» **Task goal**
Search the records below for the string "EncodingDetector" and copy each line where it turns up.

*** Opening of Entries shown ***

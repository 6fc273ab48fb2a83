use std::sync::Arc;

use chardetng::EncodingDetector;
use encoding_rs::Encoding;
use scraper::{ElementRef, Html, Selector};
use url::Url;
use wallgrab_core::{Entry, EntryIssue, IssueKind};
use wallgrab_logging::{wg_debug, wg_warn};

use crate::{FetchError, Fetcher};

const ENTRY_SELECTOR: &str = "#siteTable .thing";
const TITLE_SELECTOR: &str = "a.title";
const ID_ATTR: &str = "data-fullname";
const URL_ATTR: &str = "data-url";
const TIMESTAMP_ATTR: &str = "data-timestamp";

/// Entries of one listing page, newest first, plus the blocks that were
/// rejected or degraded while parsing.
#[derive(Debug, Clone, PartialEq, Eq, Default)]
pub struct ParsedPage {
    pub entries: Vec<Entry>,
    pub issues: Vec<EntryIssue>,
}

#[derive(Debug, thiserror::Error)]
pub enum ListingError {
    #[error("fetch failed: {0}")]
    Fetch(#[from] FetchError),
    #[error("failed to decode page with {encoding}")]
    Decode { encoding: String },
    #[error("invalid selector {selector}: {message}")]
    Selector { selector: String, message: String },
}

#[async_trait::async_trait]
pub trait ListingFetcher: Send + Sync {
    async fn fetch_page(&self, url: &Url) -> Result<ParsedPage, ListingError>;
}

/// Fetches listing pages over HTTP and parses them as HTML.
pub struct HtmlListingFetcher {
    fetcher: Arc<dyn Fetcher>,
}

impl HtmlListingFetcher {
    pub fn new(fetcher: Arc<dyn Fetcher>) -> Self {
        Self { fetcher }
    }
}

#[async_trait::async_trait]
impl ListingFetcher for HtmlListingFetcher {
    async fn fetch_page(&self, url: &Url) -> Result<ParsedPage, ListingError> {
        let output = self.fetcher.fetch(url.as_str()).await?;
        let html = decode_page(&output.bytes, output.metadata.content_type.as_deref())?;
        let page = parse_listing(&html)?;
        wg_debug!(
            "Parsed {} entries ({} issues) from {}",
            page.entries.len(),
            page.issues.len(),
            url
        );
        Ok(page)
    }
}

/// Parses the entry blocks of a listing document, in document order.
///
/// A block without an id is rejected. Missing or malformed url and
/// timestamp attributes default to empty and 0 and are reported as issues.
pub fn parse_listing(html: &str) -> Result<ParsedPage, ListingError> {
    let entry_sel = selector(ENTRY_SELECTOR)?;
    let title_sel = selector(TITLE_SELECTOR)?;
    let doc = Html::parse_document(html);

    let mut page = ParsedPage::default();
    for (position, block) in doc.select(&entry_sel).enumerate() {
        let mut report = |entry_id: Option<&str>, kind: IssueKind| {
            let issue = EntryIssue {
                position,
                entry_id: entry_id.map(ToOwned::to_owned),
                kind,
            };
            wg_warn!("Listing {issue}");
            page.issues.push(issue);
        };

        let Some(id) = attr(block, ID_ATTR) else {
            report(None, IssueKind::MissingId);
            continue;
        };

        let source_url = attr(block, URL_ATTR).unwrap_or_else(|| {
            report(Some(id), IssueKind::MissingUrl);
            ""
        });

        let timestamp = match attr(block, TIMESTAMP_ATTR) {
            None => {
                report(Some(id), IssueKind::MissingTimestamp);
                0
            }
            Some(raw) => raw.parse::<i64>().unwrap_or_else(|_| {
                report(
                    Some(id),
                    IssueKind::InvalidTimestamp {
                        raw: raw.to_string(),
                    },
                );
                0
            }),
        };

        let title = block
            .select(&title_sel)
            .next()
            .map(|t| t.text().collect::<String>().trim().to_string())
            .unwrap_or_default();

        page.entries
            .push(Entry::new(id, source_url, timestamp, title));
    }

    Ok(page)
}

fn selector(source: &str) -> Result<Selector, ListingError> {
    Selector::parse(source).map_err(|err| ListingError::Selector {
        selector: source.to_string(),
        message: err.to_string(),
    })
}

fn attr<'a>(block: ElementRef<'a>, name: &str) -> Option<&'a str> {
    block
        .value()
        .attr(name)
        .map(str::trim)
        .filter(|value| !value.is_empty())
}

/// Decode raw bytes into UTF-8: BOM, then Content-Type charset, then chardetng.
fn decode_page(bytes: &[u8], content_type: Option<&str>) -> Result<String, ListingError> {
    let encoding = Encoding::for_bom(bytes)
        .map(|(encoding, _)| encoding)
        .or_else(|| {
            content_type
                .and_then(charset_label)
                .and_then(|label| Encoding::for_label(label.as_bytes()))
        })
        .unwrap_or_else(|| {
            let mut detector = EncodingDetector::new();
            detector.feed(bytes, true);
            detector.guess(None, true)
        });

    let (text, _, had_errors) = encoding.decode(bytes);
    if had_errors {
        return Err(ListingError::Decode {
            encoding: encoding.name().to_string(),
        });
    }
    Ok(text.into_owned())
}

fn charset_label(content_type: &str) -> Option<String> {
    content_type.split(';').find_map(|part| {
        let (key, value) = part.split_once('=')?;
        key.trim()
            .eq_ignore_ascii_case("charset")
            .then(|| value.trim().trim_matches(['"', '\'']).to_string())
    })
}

*** Close of Entries shown ***
*** Opening of Entries shown ***

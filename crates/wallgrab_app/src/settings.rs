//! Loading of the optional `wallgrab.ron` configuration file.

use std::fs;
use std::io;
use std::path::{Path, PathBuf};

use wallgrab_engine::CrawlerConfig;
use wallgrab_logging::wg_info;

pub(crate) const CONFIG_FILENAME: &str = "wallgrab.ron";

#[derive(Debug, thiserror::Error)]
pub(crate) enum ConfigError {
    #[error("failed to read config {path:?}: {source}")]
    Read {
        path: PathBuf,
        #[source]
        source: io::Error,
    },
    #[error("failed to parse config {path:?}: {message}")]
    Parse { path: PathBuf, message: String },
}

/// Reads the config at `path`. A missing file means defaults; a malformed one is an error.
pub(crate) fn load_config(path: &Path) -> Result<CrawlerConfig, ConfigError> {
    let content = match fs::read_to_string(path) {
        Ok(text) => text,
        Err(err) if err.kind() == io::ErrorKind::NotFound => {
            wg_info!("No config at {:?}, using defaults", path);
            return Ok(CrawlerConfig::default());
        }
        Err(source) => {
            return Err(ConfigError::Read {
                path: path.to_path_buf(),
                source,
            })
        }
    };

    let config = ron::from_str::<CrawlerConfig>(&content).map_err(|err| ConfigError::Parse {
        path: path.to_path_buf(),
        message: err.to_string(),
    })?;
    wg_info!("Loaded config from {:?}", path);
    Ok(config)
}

*** Close of Entries shown ***

» **Answer box**
use chardetng::EncodingDetector;
            let mut detector = EncodingDetector::new();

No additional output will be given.